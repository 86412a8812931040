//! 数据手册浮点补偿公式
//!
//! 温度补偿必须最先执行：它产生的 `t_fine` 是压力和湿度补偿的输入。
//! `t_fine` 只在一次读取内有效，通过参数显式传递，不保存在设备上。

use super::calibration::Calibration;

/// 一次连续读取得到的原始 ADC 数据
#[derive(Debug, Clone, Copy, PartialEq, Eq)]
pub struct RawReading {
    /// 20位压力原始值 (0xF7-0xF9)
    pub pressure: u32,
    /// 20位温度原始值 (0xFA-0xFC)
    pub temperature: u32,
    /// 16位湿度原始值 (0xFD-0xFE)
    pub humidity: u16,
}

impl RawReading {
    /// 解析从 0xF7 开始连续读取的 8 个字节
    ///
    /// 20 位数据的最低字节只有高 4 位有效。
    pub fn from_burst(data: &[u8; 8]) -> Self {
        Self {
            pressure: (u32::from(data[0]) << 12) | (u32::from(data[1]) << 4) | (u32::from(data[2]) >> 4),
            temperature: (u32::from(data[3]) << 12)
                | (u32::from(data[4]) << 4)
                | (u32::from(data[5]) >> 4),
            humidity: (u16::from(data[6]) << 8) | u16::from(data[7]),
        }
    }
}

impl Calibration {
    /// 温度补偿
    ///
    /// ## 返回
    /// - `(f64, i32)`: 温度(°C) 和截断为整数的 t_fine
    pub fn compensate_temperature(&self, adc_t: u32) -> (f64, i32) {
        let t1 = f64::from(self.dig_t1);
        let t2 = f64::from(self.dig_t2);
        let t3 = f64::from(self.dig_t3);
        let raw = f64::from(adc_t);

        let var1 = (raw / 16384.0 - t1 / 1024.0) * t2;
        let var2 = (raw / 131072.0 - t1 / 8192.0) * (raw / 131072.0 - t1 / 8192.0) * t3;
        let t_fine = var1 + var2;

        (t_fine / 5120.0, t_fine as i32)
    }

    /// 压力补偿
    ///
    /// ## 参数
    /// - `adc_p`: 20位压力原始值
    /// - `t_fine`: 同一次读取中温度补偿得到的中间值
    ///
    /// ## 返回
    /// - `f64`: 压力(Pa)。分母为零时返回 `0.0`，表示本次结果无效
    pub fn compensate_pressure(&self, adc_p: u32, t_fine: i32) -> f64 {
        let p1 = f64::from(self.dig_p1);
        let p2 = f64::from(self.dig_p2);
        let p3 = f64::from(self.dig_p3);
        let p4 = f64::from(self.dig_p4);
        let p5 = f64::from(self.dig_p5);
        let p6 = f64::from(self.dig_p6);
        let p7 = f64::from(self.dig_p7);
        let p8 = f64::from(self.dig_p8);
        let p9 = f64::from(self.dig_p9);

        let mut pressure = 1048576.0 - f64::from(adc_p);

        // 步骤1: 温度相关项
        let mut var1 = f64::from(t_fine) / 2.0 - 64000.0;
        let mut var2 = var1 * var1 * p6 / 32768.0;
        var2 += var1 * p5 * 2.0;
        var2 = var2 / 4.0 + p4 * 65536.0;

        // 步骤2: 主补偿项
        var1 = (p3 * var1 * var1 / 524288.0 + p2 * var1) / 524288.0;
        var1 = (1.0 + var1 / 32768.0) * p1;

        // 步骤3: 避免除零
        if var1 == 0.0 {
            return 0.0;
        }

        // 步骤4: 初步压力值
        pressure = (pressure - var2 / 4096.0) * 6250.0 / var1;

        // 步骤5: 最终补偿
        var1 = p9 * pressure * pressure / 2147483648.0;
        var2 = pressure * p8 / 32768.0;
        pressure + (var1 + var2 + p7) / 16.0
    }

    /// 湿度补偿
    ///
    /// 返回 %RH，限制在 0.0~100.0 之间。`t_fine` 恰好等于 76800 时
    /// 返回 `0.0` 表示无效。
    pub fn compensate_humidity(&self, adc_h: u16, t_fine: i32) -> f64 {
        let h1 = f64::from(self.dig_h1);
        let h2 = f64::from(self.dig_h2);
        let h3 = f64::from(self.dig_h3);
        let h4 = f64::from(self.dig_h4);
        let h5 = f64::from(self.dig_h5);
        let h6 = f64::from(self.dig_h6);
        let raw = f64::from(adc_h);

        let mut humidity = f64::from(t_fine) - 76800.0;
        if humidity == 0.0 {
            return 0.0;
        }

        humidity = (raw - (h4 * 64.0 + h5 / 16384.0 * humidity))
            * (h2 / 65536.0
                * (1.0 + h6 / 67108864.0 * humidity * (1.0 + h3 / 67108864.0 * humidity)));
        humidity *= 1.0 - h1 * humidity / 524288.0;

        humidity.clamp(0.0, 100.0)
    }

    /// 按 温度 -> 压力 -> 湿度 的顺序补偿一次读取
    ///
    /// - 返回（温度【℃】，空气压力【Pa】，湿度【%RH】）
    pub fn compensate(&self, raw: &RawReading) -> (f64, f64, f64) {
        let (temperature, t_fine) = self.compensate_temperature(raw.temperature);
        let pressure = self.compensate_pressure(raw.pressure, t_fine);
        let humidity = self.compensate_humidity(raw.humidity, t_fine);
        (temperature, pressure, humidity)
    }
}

*****

> _Prompt_
The response has to contain every record shown above, unaltered and complete.

> _Written answer_
repository 86412a8812931040
//! 数据手册浮点补偿公式
//!
//! 温度补偿必须最先执行：它产生的 `t_fine` 是压力和湿度补偿的输入。
//! `t_fine` 只在一次读取内有效，通过参数显式传递，不保存在设备上。

use super::calibration::Calibration;

/// 一次连续读取得到的原始 ADC 数据
#[derive(Debug, Clone, Copy, PartialEq, Eq)]
pub struct RawReading {
    /// 20位压力原始值 (0xF7-0xF9)
    pub pressure: u32,
    /// 20位温度原始值 (0xFA-0xFC)
    pub temperature: u32,
    /// 16位湿度原始值 (0xFD-0xFE)
    pub humidity: u16,
}

impl RawReading {
    /// 解析从 0xF7 开始连续读取的 8 个字节
    ///
    /// 20 位数据的最低字节只有高 4 位有效。
    pub fn from_burst(data: &[u8; 8]) -> Self {
        Self {
            pressure: (u32::from(data[0]) << 12) | (u32::from(data[1]) << 4) | (u32::from(data[2]) >> 4),
            temperature: (u32::from(data[3]) << 12)
                | (u32::from(data[4]) << 4)
                | (u32::from(data[5]) >> 4),
            humidity: (u16::from(data[6]) << 8) | u16::from(data[7]),
        }
    }
}

impl Calibration {
    /// 温度补偿
    ///
    /// ## 返回
    /// - `(f64, i32)`: 温度(°C) 和截断为整数的 t_fine
    pub fn compensate_temperature(&self, adc_t: u32) -> (f64, i32) {
        let t1 = f64::from(self.dig_t1);
        let t2 = f64::from(self.dig_t2);
        let t3 = f64::from(self.dig_t3);
        let raw = f64::from(adc_t);

        let var1 = (raw / 16384.0 - t1 / 1024.0) * t2;
        let var2 = (raw / 131072.0 - t1 / 8192.0) * (raw / 131072.0 - t1 / 8192.0) * t3;
        let t_fine = var1 + var2;

        (t_fine / 5120.0, t_fine as i32)
    }

    /// 压力补偿
    ///
    /// ## 参数
    /// - `adc_p`: 20位压力原始值
    /// - `t_fine`: 同一次读取中温度补偿得到的中间值
    ///
    /// ## 返回
    /// - `f64`: 压力(Pa)。分母为零时返回 `0.0`，表示本次结果无效
    pub fn compensate_pressure(&self, adc_p: u32, t_fine: i32) -> f64 {
        let p1 = f64::from(self.dig_p1);
        let p2 = f64::from(self.dig_p2);
        let p3 = f64::from(self.dig_p3);
        let p4 = f64::from(self.dig_p4);
        let p5 = f64::from(self.dig_p5);
        let p6 = f64::from(self.dig_p6);
        let p7 = f64::from(self.dig_p7);
        let p8 = f64::from(self.dig_p8);
        let p9 = f64::from(self.dig_p9);

        let mut pressure = 1048576.0 - f64::from(adc_p);

        // 步骤1: 温度相关项
        let mut var1 = f64::from(t_fine) / 2.0 - 64000.0;
        let mut var2 = var1 * var1 * p6 / 32768.0;
        var2 += var1 * p5 * 2.0;
        var2 = var2 / 4.0 + p4 * 65536.0;

        // 步骤2: 主补偿项
        var1 = (p3 * var1 * var1 / 524288.0 + p2 * var1) / 524288.0;
        var1 = (1.0 + var1 / 32768.0) * p1;

        // 步骤3: 避免除零
        if var1 == 0.0 {
            return 0.0;
        }

        // 步骤4: 初步压力值
        pressure = (pressure - var2 / 4096.0) * 6250.0 / var1;

        // 步骤5: 最终补偿
        var1 = p9 * pressure * pressure / 2147483648.0;
        var2 = pressure * p8 / 32768.0;
        pressure + (var1 + var2 + p7) / 16.0
    }

    /// 湿度补偿
    ///
    /// 返回 %RH，限制在 0.0~100.0 之间。`t_fine` 恰好等于 76800 时
    /// 返回 `0.0` 表示无效。
    pub fn compensate_humidity(&self, adc_h: u16, t_fine: i32) -> f64 {
        let h1 = f64::from(self.dig_h1);
        let h2 = f64::from(self.dig_h2);
        let h3 = f64::from(self.dig_h3);
        let h4 = f64::from(self.dig_h4);
        let h5 = f64::from(self.dig_h5);
        let h6 = f64::from(self.dig_h6);
        let raw = f64::from(adc_h);

        let mut humidity = f64::from(t_fine) - 76800.0;
        if humidity == 0.0 {
            return 0.0;
        }

        humidity = (raw - (h4 * 64.0 + h5 / 16384.0 * humidity))
            * (h2 / 65536.0
                * (1.0 + h6 / 67108864.0 * humidity * (1.0 + h3 / 67108864.0 * humidity)));
        humidity *= 1.0 - h1 * humidity / 524288.0;

        humidity.clamp(0.0, 100.0)
    }

    /// 按 温度 -> 压力 -> 湿度 的顺序补偿一次读取
    ///
    /// - 返回（温度【℃】，空气压力【Pa】，湿度【%RH】）
    pub fn compensate(&self, raw: &RawReading) -> (f64, f64, f64) {
        let (temperature, t_fine) = self.compensate_temperature(raw.temperature);
        let pressure = self.compensate_pressure(raw.pressure, t_fine);
        let humidity = self.compensate_humidity(raw.humidity, t_fine);
        (temperature, pressure, humidity)
    }
}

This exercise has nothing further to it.